Task goal: For every line in the records below that holds "None", make a copy.

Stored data
--- START ---

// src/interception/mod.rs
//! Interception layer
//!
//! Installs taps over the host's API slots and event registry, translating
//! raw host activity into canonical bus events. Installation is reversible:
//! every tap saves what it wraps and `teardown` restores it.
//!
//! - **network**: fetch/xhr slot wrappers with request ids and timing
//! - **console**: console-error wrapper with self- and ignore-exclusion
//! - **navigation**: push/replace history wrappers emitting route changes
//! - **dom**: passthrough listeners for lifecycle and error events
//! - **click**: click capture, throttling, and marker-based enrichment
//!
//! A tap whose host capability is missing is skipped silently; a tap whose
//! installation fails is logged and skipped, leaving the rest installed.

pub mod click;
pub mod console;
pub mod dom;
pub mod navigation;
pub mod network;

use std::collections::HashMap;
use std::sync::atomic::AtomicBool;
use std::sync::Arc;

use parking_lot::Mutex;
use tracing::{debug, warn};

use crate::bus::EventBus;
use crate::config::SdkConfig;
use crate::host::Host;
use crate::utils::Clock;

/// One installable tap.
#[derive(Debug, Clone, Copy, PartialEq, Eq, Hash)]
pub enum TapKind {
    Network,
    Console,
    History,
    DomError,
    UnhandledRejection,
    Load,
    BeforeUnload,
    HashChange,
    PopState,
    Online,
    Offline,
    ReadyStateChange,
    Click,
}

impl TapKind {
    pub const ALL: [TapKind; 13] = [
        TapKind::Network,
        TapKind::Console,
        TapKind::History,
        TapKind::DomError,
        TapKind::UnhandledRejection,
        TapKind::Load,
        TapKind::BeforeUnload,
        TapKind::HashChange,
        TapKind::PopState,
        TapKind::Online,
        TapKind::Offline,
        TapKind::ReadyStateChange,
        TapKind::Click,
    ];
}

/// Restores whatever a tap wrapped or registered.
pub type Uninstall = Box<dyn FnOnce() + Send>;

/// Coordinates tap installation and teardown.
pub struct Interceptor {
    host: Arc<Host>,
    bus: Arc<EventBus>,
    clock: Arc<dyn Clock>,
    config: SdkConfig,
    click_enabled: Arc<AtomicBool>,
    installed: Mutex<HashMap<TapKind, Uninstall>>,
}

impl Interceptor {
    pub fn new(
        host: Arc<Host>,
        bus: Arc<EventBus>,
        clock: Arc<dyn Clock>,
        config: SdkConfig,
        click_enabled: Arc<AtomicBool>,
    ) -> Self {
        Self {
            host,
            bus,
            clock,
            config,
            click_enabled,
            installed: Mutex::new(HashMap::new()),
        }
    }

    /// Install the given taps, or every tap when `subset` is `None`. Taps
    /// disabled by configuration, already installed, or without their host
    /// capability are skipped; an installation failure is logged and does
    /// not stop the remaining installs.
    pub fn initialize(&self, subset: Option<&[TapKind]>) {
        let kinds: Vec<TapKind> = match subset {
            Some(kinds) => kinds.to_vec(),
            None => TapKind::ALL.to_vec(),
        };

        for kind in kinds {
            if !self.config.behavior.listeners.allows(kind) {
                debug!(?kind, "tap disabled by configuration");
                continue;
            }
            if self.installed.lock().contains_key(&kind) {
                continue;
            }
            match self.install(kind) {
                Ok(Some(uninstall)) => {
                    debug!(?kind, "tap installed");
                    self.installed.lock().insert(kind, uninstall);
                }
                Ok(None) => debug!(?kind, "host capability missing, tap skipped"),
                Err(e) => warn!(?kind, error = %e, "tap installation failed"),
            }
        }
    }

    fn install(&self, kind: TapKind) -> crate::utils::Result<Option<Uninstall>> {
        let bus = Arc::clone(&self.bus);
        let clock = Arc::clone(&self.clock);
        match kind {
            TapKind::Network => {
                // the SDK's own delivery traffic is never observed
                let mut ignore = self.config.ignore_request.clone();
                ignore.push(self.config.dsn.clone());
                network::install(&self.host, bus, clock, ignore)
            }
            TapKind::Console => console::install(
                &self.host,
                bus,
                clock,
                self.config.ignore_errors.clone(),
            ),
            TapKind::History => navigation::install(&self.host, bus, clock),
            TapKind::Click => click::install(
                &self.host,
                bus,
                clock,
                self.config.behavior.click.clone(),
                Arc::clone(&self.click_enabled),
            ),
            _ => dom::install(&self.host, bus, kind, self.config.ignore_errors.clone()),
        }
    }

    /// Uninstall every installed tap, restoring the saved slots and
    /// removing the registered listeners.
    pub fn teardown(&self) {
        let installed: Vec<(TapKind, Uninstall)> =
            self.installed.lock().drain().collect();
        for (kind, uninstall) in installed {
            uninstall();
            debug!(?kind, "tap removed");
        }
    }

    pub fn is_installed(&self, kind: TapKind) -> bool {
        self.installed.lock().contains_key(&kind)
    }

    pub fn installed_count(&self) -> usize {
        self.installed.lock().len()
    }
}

--- END ---
--- START ---

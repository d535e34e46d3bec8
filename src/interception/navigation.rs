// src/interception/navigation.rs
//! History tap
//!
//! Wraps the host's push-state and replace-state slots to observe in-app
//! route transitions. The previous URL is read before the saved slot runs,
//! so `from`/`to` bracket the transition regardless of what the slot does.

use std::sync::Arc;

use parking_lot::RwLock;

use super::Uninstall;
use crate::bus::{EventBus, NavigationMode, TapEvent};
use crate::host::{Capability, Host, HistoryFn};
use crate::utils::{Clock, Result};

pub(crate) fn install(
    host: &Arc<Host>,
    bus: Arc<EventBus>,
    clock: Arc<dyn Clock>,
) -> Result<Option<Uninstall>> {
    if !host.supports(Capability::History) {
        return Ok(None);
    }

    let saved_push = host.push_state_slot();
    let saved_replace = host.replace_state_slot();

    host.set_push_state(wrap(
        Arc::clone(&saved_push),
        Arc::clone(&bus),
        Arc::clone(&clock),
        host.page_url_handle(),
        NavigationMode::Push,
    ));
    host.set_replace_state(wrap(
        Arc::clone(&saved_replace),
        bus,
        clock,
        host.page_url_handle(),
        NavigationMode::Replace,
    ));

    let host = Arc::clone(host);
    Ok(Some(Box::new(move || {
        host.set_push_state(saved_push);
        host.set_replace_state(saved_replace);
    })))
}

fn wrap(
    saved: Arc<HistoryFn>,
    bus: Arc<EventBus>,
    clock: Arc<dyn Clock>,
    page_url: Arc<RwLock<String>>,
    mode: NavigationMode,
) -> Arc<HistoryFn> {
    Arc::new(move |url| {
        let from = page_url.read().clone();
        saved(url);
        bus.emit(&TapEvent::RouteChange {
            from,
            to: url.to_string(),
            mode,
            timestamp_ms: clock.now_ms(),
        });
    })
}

--- END ---

Completed exercise:
    /// Install the given taps, or every tap when `subset` is `None`. Taps
            None => TapKind::ALL.to_vec(),
                Ok(None) => debug!(?kind, "host capability missing, tap skipped"),
        return Ok(None);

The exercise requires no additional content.